Work request
Report every line of the records beneath this task that holds the string "total".

Extracted data
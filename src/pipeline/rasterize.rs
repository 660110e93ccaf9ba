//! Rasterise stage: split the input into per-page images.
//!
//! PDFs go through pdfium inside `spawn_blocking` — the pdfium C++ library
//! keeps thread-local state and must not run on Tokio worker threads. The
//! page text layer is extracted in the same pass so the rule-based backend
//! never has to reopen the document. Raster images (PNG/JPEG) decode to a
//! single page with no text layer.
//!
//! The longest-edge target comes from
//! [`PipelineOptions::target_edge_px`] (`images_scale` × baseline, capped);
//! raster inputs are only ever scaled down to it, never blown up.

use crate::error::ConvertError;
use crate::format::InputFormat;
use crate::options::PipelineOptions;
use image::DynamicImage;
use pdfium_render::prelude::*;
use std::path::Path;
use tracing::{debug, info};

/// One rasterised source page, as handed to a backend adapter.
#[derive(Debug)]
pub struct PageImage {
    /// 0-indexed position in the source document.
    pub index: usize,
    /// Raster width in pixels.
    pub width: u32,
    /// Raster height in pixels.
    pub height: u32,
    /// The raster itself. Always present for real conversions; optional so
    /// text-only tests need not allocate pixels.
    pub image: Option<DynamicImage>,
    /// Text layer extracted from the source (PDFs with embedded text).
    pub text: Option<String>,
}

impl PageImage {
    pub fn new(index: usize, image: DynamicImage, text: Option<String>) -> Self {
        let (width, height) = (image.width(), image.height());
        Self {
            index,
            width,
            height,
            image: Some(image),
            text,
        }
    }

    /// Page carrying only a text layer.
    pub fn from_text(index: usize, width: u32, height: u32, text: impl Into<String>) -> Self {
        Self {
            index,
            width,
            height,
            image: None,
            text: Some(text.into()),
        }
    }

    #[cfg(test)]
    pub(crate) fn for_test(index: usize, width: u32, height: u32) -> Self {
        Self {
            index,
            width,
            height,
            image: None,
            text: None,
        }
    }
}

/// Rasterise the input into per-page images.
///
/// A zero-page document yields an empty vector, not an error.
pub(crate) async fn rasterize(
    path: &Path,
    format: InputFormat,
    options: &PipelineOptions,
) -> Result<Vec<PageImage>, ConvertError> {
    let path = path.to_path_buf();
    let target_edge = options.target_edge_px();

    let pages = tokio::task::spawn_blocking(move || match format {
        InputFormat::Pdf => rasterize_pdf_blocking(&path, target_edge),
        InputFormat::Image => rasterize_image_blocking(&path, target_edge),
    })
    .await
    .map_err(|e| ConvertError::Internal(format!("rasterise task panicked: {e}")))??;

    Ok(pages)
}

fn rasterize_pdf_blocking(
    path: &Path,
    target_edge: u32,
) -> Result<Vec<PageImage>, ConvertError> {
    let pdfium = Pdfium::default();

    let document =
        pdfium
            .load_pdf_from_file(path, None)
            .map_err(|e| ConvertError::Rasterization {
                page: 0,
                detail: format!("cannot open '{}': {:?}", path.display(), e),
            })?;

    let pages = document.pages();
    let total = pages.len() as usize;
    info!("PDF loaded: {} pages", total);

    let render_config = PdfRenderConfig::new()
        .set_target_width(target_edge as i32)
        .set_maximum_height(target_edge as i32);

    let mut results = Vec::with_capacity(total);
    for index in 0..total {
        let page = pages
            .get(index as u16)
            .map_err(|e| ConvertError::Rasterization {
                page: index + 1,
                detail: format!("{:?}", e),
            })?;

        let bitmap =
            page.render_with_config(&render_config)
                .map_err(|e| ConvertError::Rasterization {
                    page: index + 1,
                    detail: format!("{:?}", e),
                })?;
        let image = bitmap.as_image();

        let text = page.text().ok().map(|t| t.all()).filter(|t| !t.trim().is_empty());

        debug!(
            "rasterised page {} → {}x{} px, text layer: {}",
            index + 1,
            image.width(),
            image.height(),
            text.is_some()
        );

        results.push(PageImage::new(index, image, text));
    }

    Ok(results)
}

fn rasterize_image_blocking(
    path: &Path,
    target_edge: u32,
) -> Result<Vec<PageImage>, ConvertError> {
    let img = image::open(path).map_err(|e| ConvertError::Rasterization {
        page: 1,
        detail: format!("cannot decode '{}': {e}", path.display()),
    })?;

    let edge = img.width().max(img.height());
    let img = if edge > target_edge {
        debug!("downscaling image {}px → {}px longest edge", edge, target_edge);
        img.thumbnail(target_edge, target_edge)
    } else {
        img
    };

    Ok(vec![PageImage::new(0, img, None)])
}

Response below
    let total = pages.len() as usize;
    info!("PDF loaded: {} pages", total);
    let mut results = Vec::with_capacity(total);
    for index in 0..total {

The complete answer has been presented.